После прочтения в молодости Платона и Аристотеля Черчилль высказался в пользу агностицизма. Хотя он принял греческую философию – предшественницу христианства, но не нашел пищи для ума в духовных упражнениях. Он поддерживал христианские ценности – милосердие и прощение, но на его убеждения повлияли не доктрина и, конечно, не духовные лица, а собственный опыт солдата и журналиста, и он отвергал кнут и пряник, ад и рай. Для Черчилля вера в загробную жизнь была сродни вере в призраков и гоблинов. «Я мало верю в жизнь после смерти, особенно – в продолжение умственной деятельности», – говорил он. Его не беспокоила мысль о том, что он будет предан забвению. Если другие испытывали только страх перед будущим исчезновением, то Черчилль был настроен весьма оптимистично и даже позволял себе непочтительные высказывания. Он не верил в другой мир после смерти и как-то сказал своему врачу, что верит «лишь в черный бархат – вечный сон». «Когда я попаду на небеса, значительное количество времени от своих пяти миллионов лет собираюсь провести за рисованием и глубже погрузиться в предмет. Но затем мне потребуется более радостная палитра, чем та, которая у меня здесь. Целый спектр новых изумительных цветов, которые будут радовать божественный взор». Фантастические небеса Черчилля были местом, где навсегда смешается все многообразие человечества (в отличие от созданного Черчиллем на земле частного общества «Другой клуб»): «Индусы и китайцы и люди подобные им. У всех будут равные права на небесах… которые будут настоящим государством всеобщего благоденствия… Я, конечно, признаю, что могу быть не прав. Возможно, я могу заново родиться уже как китайский кули.

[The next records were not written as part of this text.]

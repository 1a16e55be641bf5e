use std::sync::Arc;

use log::{debug, warn};

use crate::context::FunctionContext;
use crate::object::ObjectHandle;
use crate::registry::FunctionRegistry;
use crate::variable::Variable;

/// Entry point the bytecode interpreter uses to call engine functions.
///
/// Dispatching itself never touches engine state; only the bound native
/// implementations do, through the host they are handed.
pub struct Dispatcher<H> {
    registry: Arc<FunctionRegistry<H>>,
}

impl<H> Clone for Dispatcher<H> {
    fn clone(&self) -> Self {
        Self {
            registry: self.registry.clone(),
        }
    }
}

impl<H> Dispatcher<H> {
    pub fn new(registry: FunctionRegistry<H>) -> Self {
        Self::from_shared(Arc::new(registry))
    }

    pub fn from_shared(registry: Arc<FunctionRegistry<H>>) -> Self {
        Self { registry }
    }

    pub fn registry(&self) -> &FunctionRegistry<H> {
        &self.registry
    }

    /// Calls function `id` and returns exactly one value.
    ///
    /// Unknown ids and registered-but-unimplemented functions are logged
    /// and answer with the zero value of their return type (`Void` when the
    /// id is unknown), so a script never halts on them.
    pub fn invoke(
        &self,
        host: &mut H,
        id: u32,
        params: Vec<Variable>,
        caller: ObjectHandle,
        triggerer: ObjectHandle,
    ) -> Variable {
        let Some(record) = self.registry.resolve(id) else {
            warn!("unregistered engine function {id} called by {caller}");
            return Variable::Void;
        };

        let mut ctx = FunctionContext::for_record(record, params, caller, triggerer);
        match record.native() {
            Some(native) => {
                debug!("call {}({})", ctx.name(), format_params(&ctx));
                native(host, &mut ctx);
            }
            None => unimplemented_function(&ctx),
        }
        ctx.into_return()
    }
}

/// Fallback for functions that are registered without an implementation.
pub fn unimplemented_function(ctx: &FunctionContext) {
    warn!(
        "unimplemented engine function {} {}({})",
        ctx.return_type(),
        ctx.name(),
        format_params(ctx)
    );
}

pub fn format_params(ctx: &FunctionContext) -> String {
    ctx.params()
        .iter()
        .map(|param| param.to_string())
        .collect::<Vec<_>>()
        .join(", ")
}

В таком случае я должен подать протест». Как-то, будучи в подобном озорном настроении, он заявил, что доказательством существования Бога «является существование Ленина и Троцкого, которым необходим ад» [48].
Что касается акта смерти, перехода от сознания к небытию или в некую иную форму небытия, то Черчилль согласился с доктором Джонсоном, который сказал, что угасание «длится столь незначительное время», что человеку «не пристало ныть… И важно не то, как человек умирает, а то, как он живет» [49].
Черчилль придерживался именно такого мнения по этому вопросу. В 1915 году, собираясь отправиться в запланированную поездку в Турцию (поездка не состоялась), Черчилль вручил своему адвокату письмо, которое тот должен был отдать Клементине в случае его смерти. «Смерть – всего лишь случай, и не самый важный из тех, что происходят с нами… Если там что-то есть, то я буду высматривать тебя». Он считал, что по чистой случайности его последний момент на земле будет связан с немецкой бомбой. Он процитировал Джоку Колвиллу слова французского математика Анри Пуанкаре: «Я нахожу убежище под непробиваемым сводом вероятности». Судьба, а не Бог зовет Черчилля домой, хотя однажды он скажет Колвиллу, что небеса сделаны по образцу конституционной монархии, «всегда есть вероятность, что у Всевышнего может найтись повод послать за ним» [50].